As the voluntary carbon market matures and jurisdictional REDD+ programs gain momentum, the demand for high-integrity, scalable digital Monitoring, Reporting, and Verification (dMRV) has never been higher. For Nature-based Solutions (NbS) — from tropical reforestation in the Amazon to mangrove restoration across Southeast Asia — accurately measuring above-ground biomass (AGB) is the cornerstone of generating credible, defensible carbon credits. Yet project developers and governments face a critical technological crossroad: invest in high-resolution drone LiDAR, or pivot to satellite-based Synthetic Aperture Radar (SAR)?
While drone LiDAR has long been considered the gold standard for precision forest measurement, its operational constraints make it fundamentally impractical for landscape-level monitoring. For large-scale and jurisdictional programs, satellite SAR — particularly L-band — is emerging as the only viable, scalable solution.

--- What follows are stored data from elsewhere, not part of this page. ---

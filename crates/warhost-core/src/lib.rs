//! # Warhost Core
//!
//! Deterministic battle resolution for the Warhost play-by-mail game.
//!
//! The turn orchestrator hands the engine an [`Engagement`] (who attacks
//! whom, and with which rosters) together with the ruleset, the world and
//! the turn's random source. The engine fights the battle, writes the
//! results back onto the units and returns a [`BattleOutcome`] with the
//! narrative and everything the orchestrator must account for.
//!
//! ## Architecture
//!
//! - **Soldiers**: one per man or monster, derived from unit inventories
//! - **Armies**: soldier rosters partitioned in place by rank and readiness
//! - **Battle**: free round, normal rounds, rout and settlement
//! - **Engagement**: validation and the orchestrator-facing summary
//!
//! ## Determinism
//!
//! Every random decision is one draw from a [`RandomSource`], taken in a
//! fixed order. The same seed and the same inputs produce the same report
//! byte for byte.
//!
//! ## Usage
//!
//! ```rust,ignore
//! use warhost_core::{resolve_engagement, Engagement, SeededRng};
//!
//! let mut rng = SeededRng::new(turn_seed);
//! let outcome = resolve_engagement(&rules, &mut world, &mut rng, &region, &engagement);
//! for line in outcome.battle.map(|b| b.report_for(faction)).unwrap_or_default() {
//!     println!("{line}");
//! }
//! ```

#![warn(missing_docs)]
#![warn(clippy::all)]
#![warn(clippy::pedantic)]
#![allow(clippy::module_name_repetitions)]

pub mod army;
pub mod battle;
pub mod engagement;
pub mod odds;
pub mod rng;
pub mod shields;
pub mod soldier;
pub mod world;

// Re-exports for convenience
pub use army::{Army, Attack, Settlement, Strike};
pub use battle::{Assassination, Battle, BattleLog, BattleResult};
pub use engagement::{resolve_engagement, validate, BattleOutcome, Engagement, EngagementError};
pub use odds::{estimate_odds, Odds};
pub use rng::{hits, RandomSource, SeededRng};
pub use shields::{Shield, ShieldList};
pub use soldier::Soldier;
pub use world::{
    Faction, FactionId, GuardStatus, ItemList, Location, Object, ObjectId, Region, SpoilsMode,
    Unit, UnitFlags, UnitId, UnitKind, World,
};

#[cfg(test)]
mod tests;
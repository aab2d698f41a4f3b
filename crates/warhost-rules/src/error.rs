//! Ruleset loading errors.

use thiserror::Error;

/// Reasons a ruleset fails to load.
#[derive(Debug, Error)]
pub enum RulesError {
    /// The ruleset text is not valid JSON for a [`RulesetDef`](crate::RulesetDef).
    #[error("malformed ruleset: {0}")]
    Json(#[from] serde_json::Error),

    /// Two entries of one table share a key.
    #[error("duplicate {table} entry {key:?}")]
    Duplicate {
        /// Table name.
        table: &'static str,
        /// The repeated key.
        key: String,
    },

    /// An entry names something that does not exist.
    #[error("{table} entry {owner:?} references unknown {kind} {key:?}")]
    UnknownReference {
        /// Table holding the bad reference.
        table: &'static str,
        /// Key of the entry holding the bad reference.
        owner: String,
        /// Kind of thing referenced.
        kind: &'static str,
        /// The unresolved key.
        key: String,
    },

    /// A table has more entries than its id type can address.
    #[error("{table} table has {count} entries, more than ids can address")]
    TooManyEntries {
        /// Table name.
        table: &'static str,
        /// Entry count.
        count: usize,
    },

    /// More battle items than the equipped-item bitset holds.
    #[error("{count} battle items defined, at most {max} supported")]
    TooManyBattleItems {
        /// Battle items defined.
        count: usize,
        /// Bitset width.
        max: usize,
    },

    /// Heal tiers are given but not one per level.
    #[error("expected {expected} heal tiers, found {found}")]
    HealTiers {
        /// Tiers required.
        expected: usize,
        /// Tiers given.
        found: usize,
    },
}
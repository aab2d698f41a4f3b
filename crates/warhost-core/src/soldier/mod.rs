//! Battle-ready combatants.
//!
//! A [`Soldier`] is derived from one man or monster in a unit's inventory.
//! Construction picks its equipment, combat spell and battle items and takes
//! them out of the unit's inventory; settlement puts back whatever survived.
//!
//! # Construction order
//!
//! 1. Building cover, while the object still has protection capacity
//! 2. Monsters copy their table stats and stop here
//! 3. Healing capacity
//! 4. Combat spell
//! 5. Battle items
//! 6. Armor, mount and weapon

mod effects;
mod equipment;

use serde::{Deserialize, Serialize};
use warhost_rules::{
    AttackType, ItemId, MonsterType, ObjectTypeId, Ruleset, SpecialId, TerrainType, WeaponClass,
    MAX_BATTLE_ITEMS,
};

use crate::rng::RandomSource;
use crate::world::{Object, ObjectId, Unit, UnitId};

/// Starting defense before any bonus, indexed by [`AttackType::index`].
const BASE_DEFENSE: [i32; AttackType::COUNT] = [0, -2, -2, -2, 0, 0];

/// One combatant.
#[derive(Debug, Clone, PartialEq, Eq, Serialize, Deserialize)]
pub struct Soldier {
    /// Narration name, the owning unit's display name.
    pub name: String,
    /// Owning unit.
    pub unit: UnitId,
    /// Object the owning unit stands in.
    pub object: Option<ObjectId>,
    /// Type of the building protecting this soldier, if it got cover.
    pub building: Option<ObjectTypeId>,
    /// The man or monster item this soldier was made from.
    pub race: ItemId,
    /// Wielded weapon.
    pub weapon: Option<ItemId>,
    /// Worn armor.
    pub armor: Option<ItemId>,
    /// Ridden mount.
    pub riding: Option<ItemId>,
    /// Riding skill bonus from the mount.
    pub riding_bonus: i32,
    /// Attack skill.
    pub attack_skill: i32,
    /// Weapon attacks per round; negative means one every `|n|` rounds.
    pub attacks: i32,
    /// Attack type of weapon attacks.
    pub attack_type: AttackType,
    /// Special ability, from a monster, spell or item.
    pub special: Option<SpecialId>,
    /// Level of the special ability.
    pub special_level: i32,
    /// Defense skill per attack type.
    pub defense: [i32; AttackType::COUNT],
    /// Building protection per attack type under advanced forts.
    pub protection: [i32; AttackType::COUNT],
    /// Hits left.
    pub hits: i32,
    /// Hits at full health.
    pub max_hits: i32,
    /// Hits taken since the last damage report.
    pub damage: i32,
    /// Hits regained each round.
    pub regen: i32,
    /// Healer tier, 0 for none.
    pub heal_level: usize,
    /// Treatments left.
    pub healing: i32,
    /// Item consumed to heal: herbs, a potion, or `None` for magic.
    pub heal_item: Option<ItemId>,
    /// False once a treatment failed or the body rose as undead.
    pub can_be_healed: bool,
    /// Equipped battle items, one bit per battle item table position.
    pub battle_items: u64,
    /// Wears an amulet of invulnerability.
    pub amulet: bool,
    effects: Vec<bool>,
}

impl Soldier {
    /// Derives a soldier from one `race` item of `unit`.
    ///
    /// Takes equipment out of `unit`'s inventory and uses up one place of
    /// `object`'s protection capacity when there is any left. Missing or
    /// unusable equipment only weakens the soldier; construction never
    /// fails.
    ///
    /// # Arguments
    ///
    /// * `rules` - The ruleset
    /// * `unit` - Owning unit
    /// * `object` - Building or ship the unit stands in
    /// * `terrain` - Terrain of the battle region
    /// * `race` - Man or monster item this soldier is made from
    /// * `assassination` - Restricts armor to assassination-safe kinds
    #[must_use]
    pub fn new(
        rules: &Ruleset,
        unit: &mut Unit,
        object: Option<&mut Object>,
        terrain: &TerrainType,
        race: ItemId,
        assassination: bool,
    ) -> Self {
        let hits = rules.item(race).hits.max(1);
        let mut soldier = Self {
            name: unit.display_name(),
            unit: unit.id,
            object: object.as_ref().map(|o| o.id),
            building: None,
            race,
            weapon: None,
            armor: None,
            riding: None,
            riding_bonus: 0,
            attack_skill: 0,
            attacks: 1,
            attack_type: AttackType::Combat,
            special: None,
            special_level: 0,
            defense: BASE_DEFENSE,
            protection: [0; AttackType::COUNT],
            hits,
            max_hits: hits,
            damage: 0,
            regen: 0,
            heal_level: 0,
            healing: 0,
            heal_item: None,
            can_be_healed: true,
            battle_items: 0,
            amulet: false,
            effects: vec![false; rules.effect_count()],
        };

        if let Some(obj) = object {
            soldier.take_cover(rules, obj);
        }

        if let Some(monster) = rules.monster(race) {
            soldier.setup_monster(rules, monster);
            return soldier;
        }

        soldier.setup_healing(rules, unit);
        soldier.setup_spell(rules, unit);
        soldier.setup_combat_items(rules, unit);
        soldier.setup_equipment(rules, unit, terrain, assassination);
        soldier
    }

    /// Applies the object's defense bonus if it can still protect one more
    /// man.
    fn take_cover(&mut self, rules: &Ruleset, obj: &mut Object) {
        let Some(kind) = obj.kind else {
            return;
        };
        if obj.capacity == 0 {
            return;
        }
        obj.capacity -= 1;
        self.building = Some(kind);

        let bonus = rules.object(kind).defense;
        let target = if rules.config().advanced_forts {
            &mut self.protection
        } else {
            &mut self.defense
        };
        for (d, b) in target.iter_mut().zip(bonus) {
            *d += b;
        }

        if obj.runes > 0 {
            for t in [AttackType::Energy, AttackType::Spirit] {
                let d = &mut self.defense[t.index()];
                *d = (*d).max(obj.runes);
            }
        }
    }

    fn setup_monster(&mut self, rules: &Ruleset, monster: &MonsterType) {
        self.attack_skill = monster.attack_level;
        for t in AttackType::ALL {
            let i = t.index();
            if t.is_magical() {
                self.defense[i] = self.defense[i].max(monster.defense[i]);
            } else {
                self.defense[i] += monster.defense[i];
            }
        }
        self.hits = monster.hits.max(1);
        self.max_hits = self.hits;
        self.attacks = monster.attacks.max(1);
        self.special = monster
            .special
            .as_deref()
            .and_then(|k| rules.find_special(k));
        self.special_level = monster.special_level;
        if rules.config().monster_battle_regen {
            self.regen = monster.regen;
        }
    }

    /// Rolls an armor save against a hit of `class`.
    ///
    /// No draw is taken when the soldier wears no armor or the armor gives
    /// no save against this class.
    pub fn armor_protect(
        &self,
        rules: &Ruleset,
        class: WeaponClass,
        rng: &mut dyn RandomSource,
    ) -> bool {
        let Some(armor) = self.armor.and_then(|a| rules.armor(a)) else {
            return false;
        };
        let chance = armor.saves[class.index()];
        if chance <= 0 {
            return false;
        }
        chance > rng.roll(armor.from)
    }

    /// True if the soldier carries the battle item at table position
    /// `slot`.
    #[must_use]
    pub fn has_battle_item(&self, slot: usize) -> bool {
        slot < MAX_BATTLE_ITEMS && self.battle_items & (1u64 << slot) != 0
    }

    /// Defense against `attack_type`.
    #[must_use]
    pub fn defense_against(&self, attack_type: AttackType) -> i32 {
        self.defense[attack_type.index()]
    }
}
//! Writing a finished battle back onto the units.
//!
//! Every soldier hands its equipment back to its unit. Survivors have their
//! movement and guard state adjusted, the dead are removed from their unit,
//! losers drop part of their inventory and winners share the spoils.

use std::collections::BTreeSet;

use serde::{Deserialize, Serialize};
use tracing::debug;
use warhost_rules::{ItemId, ItemKind, Ruleset, SpoilCategory};

use super::Army;
use crate::battle::BattleLog;
use crate::rng::RandomSource;
use crate::soldier::Soldier;
use crate::world::{GuardStatus, ItemList, Unit, UnitId, UnitKind, World};

/// Items a battle moved out of the losers' hands.
#[derive(Debug, Clone, Default, PartialEq, Eq, Serialize, Deserialize)]
pub struct Settlement {
    /// Items to share among the winners.
    pub spoils: ItemList,
    /// Items destroyed in the fighting or left unclaimed.
    pub dropped: ItemList,
}

/// How a surviving soldier's side fared.
#[derive(Debug, Clone, Copy, PartialEq, Eq)]
enum Standing {
    Loss,
    Win,
    WinDead,
}

/// Returns a soldier's equipment and unspent healing supplies to its unit.
fn restore_items(rules: &Ruleset, unit: &mut Unit, s: &Soldier) {
    for item in [s.weapon, s.armor, s.riding].into_iter().flatten() {
        unit.items.add(item, 1);
    }
    for (item, _) in rules.battle_items() {
        if rules
            .battle_item_slot(item)
            .is_some_and(|slot| s.has_battle_item(slot))
        {
            unit.items.add(item, 1);
        }
    }
    let Some(heal_item) = s.heal_item else {
        return;
    };
    let left = u32::try_from(s.healing).unwrap_or(0);
    if Some(heal_item) == rules.designated().healing_potion {
        let charges = u32::try_from(rules.config().healing_potion_charges).unwrap_or(0);
        if charges > 0 {
            unit.items.add(heal_item, left / charges);
        }
    } else {
        unit.items.add(heal_item, left);
    }
}

fn alive(rules: &Ruleset, unit: &mut Unit, s: &Soldier, standing: Standing) {
    restore_items(rules, unit, s);
    if standing == Standing::Loss {
        unit.can_attack = false;
        if !s.amulet && matches!(unit.guard, GuardStatus::Guard | GuardStatus::Set) {
            unit.guard = GuardStatus::None;
        }
    } else {
        unit.advancing = false;
    }
    if standing == Standing::WinDead {
        unit.can_attack = false;
        unit.no_move = true;
    }
}

fn dead(rules: &Ruleset, unit: &mut Unit, s: &Soldier) {
    restore_items(rules, unit, s);
    unit.items.take(s.race, 1);
    unit.losses += 1;
}

impl Army {
    /// Applies [`alive`] or [`dead`] to every soldier.
    fn settle_soldiers(&self, rules: &Ruleset, world: &mut World, standing: Standing) {
        for (i, s) in self.soldiers.iter().enumerate() {
            let Some(unit) = world.unit_mut(s.unit) else {
                debug!(unit = %s.unit, "settling soldier of missing unit");
                continue;
            };
            if i < self.num_alive() {
                alive(rules, unit, s, standing);
            } else {
                dead(rules, unit, s);
            }
        }
    }

    /// Logs the army's casualties and the units that took them.
    pub fn write_losses(&self, log: &mut BattleLog) {
        log.add(format!("{} loses {}.", self.leader, self.count() - self.num_alive()));
        if self.num_alive() == self.count() {
            return;
        }
        let mut seen = BTreeSet::new();
        let damaged: Vec<String> = self
            .dead()
            .filter(|s| seen.insert(s.unit))
            .map(|s| s.unit.to_string())
            .collect();
        log.add(format!("Damaged units: {}.", damaged.join(", ")));
    }

    /// Settles the losing side. Dead wandering monsters add their loot to
    /// `settlement.spoils`.
    pub fn lose(
        &mut self,
        rules: &Ruleset,
        world: &mut World,
        rng: &mut dyn RandomSource,
        log: &mut BattleLog,
        settlement: &mut Settlement,
    ) {
        self.write_losses(log);
        for s in self.dead() {
            let Some(unit) = world.unit(s.unit) else {
                continue;
            };
            if unit.kind == UnitKind::WanderingMonster
                && rules.item(s.race).kind.contains(ItemKind::MONSTER)
            {
                monster_spoils(rules, rng, s.race, unit.free, &mut settlement.spoils);
            }
        }
        self.settle_soldiers(rules, world, Standing::Loss);
    }

    /// Settles a drawn battle.
    pub fn tie(&mut self, rules: &Ruleset, world: &mut World, log: &mut BattleLog) {
        self.write_losses(log);
        self.settle_soldiers(rules, world, Standing::WinDead);
    }

    /// Settles the winning side: heals, writes losses, then shares
    /// `settlement.spoils` among the surviving units. Whatever nobody can
    /// carry moves to `settlement.dropped`.
    pub fn win(
        &mut self,
        rules: &Ruleset,
        world: &mut World,
        rng: &mut dyn RandomSource,
        log: &mut BattleLog,
        settlement: &mut Settlement,
    ) {
        self.do_heal(rules, world, rng, log);
        self.write_losses(log);
        let standing = if self.num_alive() < self.count() {
            Standing::WinDead
        } else {
            Standing::Win
        };
        self.settle_soldiers(rules, world, standing);

        let units = self.surviving_units();
        let loot: Vec<(ItemId, u32)> = settlement.spoils.iter().collect();
        for (item, n) in loot {
            let unclaimed = distribute(rules, world, rng, &units, item, n);
            settlement.dropped.add(item, unclaimed);
        }
    }

    /// Takes the losers' share of their inventories: each unit loses
    /// `items * dead / (alive + dead)` of every stack, half of it (rounded
    /// at random) to the spoils and the rest destroyed.
    ///
    /// Unfinished ships are lost whole with the same probability. When
    /// `ring_assassination` is set the victim keeps its amulet of true
    /// seeing.
    pub fn get_spoils(
        &self,
        rules: &Ruleset,
        world: &mut World,
        rng: &mut dyn RandomSource,
        settlement: &mut Settlement,
        ring_assassination: bool,
    ) {
        let true_seeing = rules.designated().true_seeing;
        let mut seen = BTreeSet::new();
        for loc in &self.locations {
            if !seen.insert(loc.unit) {
                continue;
            }
            let Some(unit) = world.unit_mut(loc.unit) else {
                continue;
            };
            let alive = u64::from(unit.soldier_count(rules));
            let dead = u64::from(unit.losses);
            if alive + dead == 0 {
                continue;
            }
            let stacks: Vec<(ItemId, u32)> = unit.items.iter().collect();
            for (item, n) in stacks {
                let kind = rules.item(item).kind;
                if kind.is_soldier() || (ring_assassination && Some(item) == true_seeing) {
                    continue;
                }
                if kind.contains(ItemKind::SHIP) {
                    let chance = i32::try_from(100 * dead / (alive + dead)).unwrap_or(100);
                    if rng.roll(100) < chance {
                        unit.items.take(item, n);
                        settlement.spoils.add(item, n);
                    }
                    continue;
                }
                let lost = u32::try_from(u64::from(n) * dead / (alive + dead)).unwrap_or(n);
                let half = u32::try_from((i64::from(lost) + i64::from(rng.roll(2))) / 2).unwrap_or(0);
                let to_spoils = if kind.contains(ItemKind::ALWAYS_SPOIL) {
                    lost
                } else if kind.contains(ItemKind::NEVER_SPOIL) {
                    0
                } else {
                    half
                };
                unit.items.take(item, lost);
                settlement.spoils.add(item, to_spoils);
                settlement.dropped.add(item, lost - to_spoils);
            }
        }
    }
}

/// Shares `n` of `item` among `units`. Returns how many nobody could take.
///
/// Ships go whole to one random taker. Other items are split in proportion
/// to how many each unit will carry, the odd remainder handed out one at a
/// time.
fn distribute(
    rules: &Ruleset,
    world: &mut World,
    rng: &mut dyn RandomSource,
    units: &[UnitId],
    item: ItemId,
    n: u32,
) -> u32 {
    let takers: Vec<(UnitId, u64)> = units
        .iter()
        .filter_map(|&id| {
            let unit = world.unit(id)?;
            unit.can_get_spoil(rules, item)
                .then(|| (id, u64::from(unit.spoil_allowance(rules, item).unwrap_or(n).min(n))))
        })
        .collect();
    if takers.is_empty() || n == 0 {
        return n;
    }

    if rules.item(item).kind.contains(ItemKind::SHIP) {
        let count = i32::try_from(takers.len()).unwrap_or(i32::MAX);
        let pick = usize::try_from(rng.roll(count)).unwrap_or(0);
        if let Some(unit) = world.unit_mut(takers[pick].0) {
            unit.items.add(item, n);
        }
        return 0;
    }

    let weight: u64 = takers.iter().map(|&(_, w)| w).sum();
    let total = weight.min(u64::from(n));
    let mut shares: Vec<u64> = takers.iter().map(|&(_, w)| total * w / weight).collect();
    let mut remainder = total - shares.iter().sum::<u64>();
    while remainder > 0 {
        let open: Vec<usize> = (0..takers.len()).filter(|&i| shares[i] < takers[i].1).collect();
        let count = i32::try_from(open.len()).unwrap_or(i32::MAX);
        let pick = usize::try_from(rng.roll(count)).unwrap_or(0);
        let Some(&i) = open.get(pick) else {
            break;
        };
        shares[i] += 1;
        remainder -= 1;
    }

    for (&(id, _), &share) in takers.iter().zip(&shares) {
        if let Some(unit) = world.unit_mut(id) {
            unit.items.add(item, u32::try_from(share).unwrap_or(0));
        }
    }
    let given: u64 = shares.iter().sum();
    u32::try_from(u64::from(n) - given).unwrap_or(0)
}

/// Loot dropped by one dead wandering monster.
///
/// Monsters that have roamed free for a while drop less, and nothing once
/// they have been free for the full recovery period.
fn monster_spoils(
    rules: &Ruleset,
    rng: &mut dyn RandomSource,
    race: ItemId,
    free: i32,
    spoils: &mut ItemList,
) {
    let Some(monster) = rules.monster(race) else {
        return;
    };
    let cfg = rules.config();
    let recovery = cfg.monster_spoils_recovery;
    if cfg.monster_no_spoils > 0 && free >= recovery {
        return;
    }
    let decays = cfg.monster_no_spoils > 0 && free > 0 && recovery > 0;
    let scale = |v: i32| if decays { v * (recovery - free) / recovery } else { v };
    let silver = scale(monster.silver);

    if let Some(category) = monster.spoil {
        let kind = match category {
            SpoilCategory::Normal => {
                if rng.roll(2) != 0 && !cfg.spoils_no_trade {
                    ItemKind::TRADE
                } else {
                    ItemKind::NORMAL
                }
            }
            SpoilCategory::Advanced => ItemKind::ADVANCED,
            SpoilCategory::Trade => ItemKind::TRADE,
            SpoilCategory::Magic => ItemKind::MAGIC,
        };
        let eligible: Vec<ItemId> = rules
            .item_ids()
            .filter(|&id| {
                let it = rules.item(id);
                it.kind.contains(kind) && !it.kind.contains(ItemKind::SPECIAL) && !it.disabled
            })
            .collect();
        let count = i32::try_from(eligible.len()).unwrap_or(i32::MAX);
        if count > 0 {
            let pick = eligible[usize::try_from(rng.roll(count)).unwrap_or(0)];
            let price = i32::try_from(rules.item(pick).base_price).unwrap_or(i32::MAX);
            if price > 0 {
                let value = scale(rng.roll(monster.silver * 2));
                let amount = (value + rng.roll(price)) / price;
                spoils.add(pick, u32::try_from(amount).unwrap_or(0));
            }
        }
    }

    if let Some(coin) = rules.designated().silver {
        spoils.add(coin, u32::try_from(rng.roll(silver)).unwrap_or(0));
    }
}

This article provides a technical breakdown of why, and what the latest advances in satellite dMRV mean for the future of carbon markets.
1. The Cost and Coverage Reality: Precision vs. Scale
The most immediate barrier to scaling drone LiDAR is economics and logistics. Drone-based LiDAR surveys typically cost between $1 and $15 per hectare, depending on terrain complexity, site remoteness, and deployment scale. [1] [2] While this investment yields ultra-high-resolution 3D point clouds of exceptional detail, it is fundamentally limited to accessible areas. Mobilising drone teams in dense, remote tropical forests, peatland ecosystems, or expansive coastal mangroves involves significant logistical overhead, safety risks, regulatory approvals, and weather-dependent operational windows.
In stark contrast, satellite-based SAR provides wall-to-wall, continuous global coverage at a fraction of the cost — typically less than $0.50 per hectare — with no geographic exclusions. Satellites observe vast, inaccessible regions repeatedly without deploying a single person to the field. When managing a jurisdictional REDD+ programme spanning hundreds of thousands to millions of hectares, the cost differential is not merely a budget consideration; it is the deciding factor between a feasible MRV strategy and an operationally impossible one.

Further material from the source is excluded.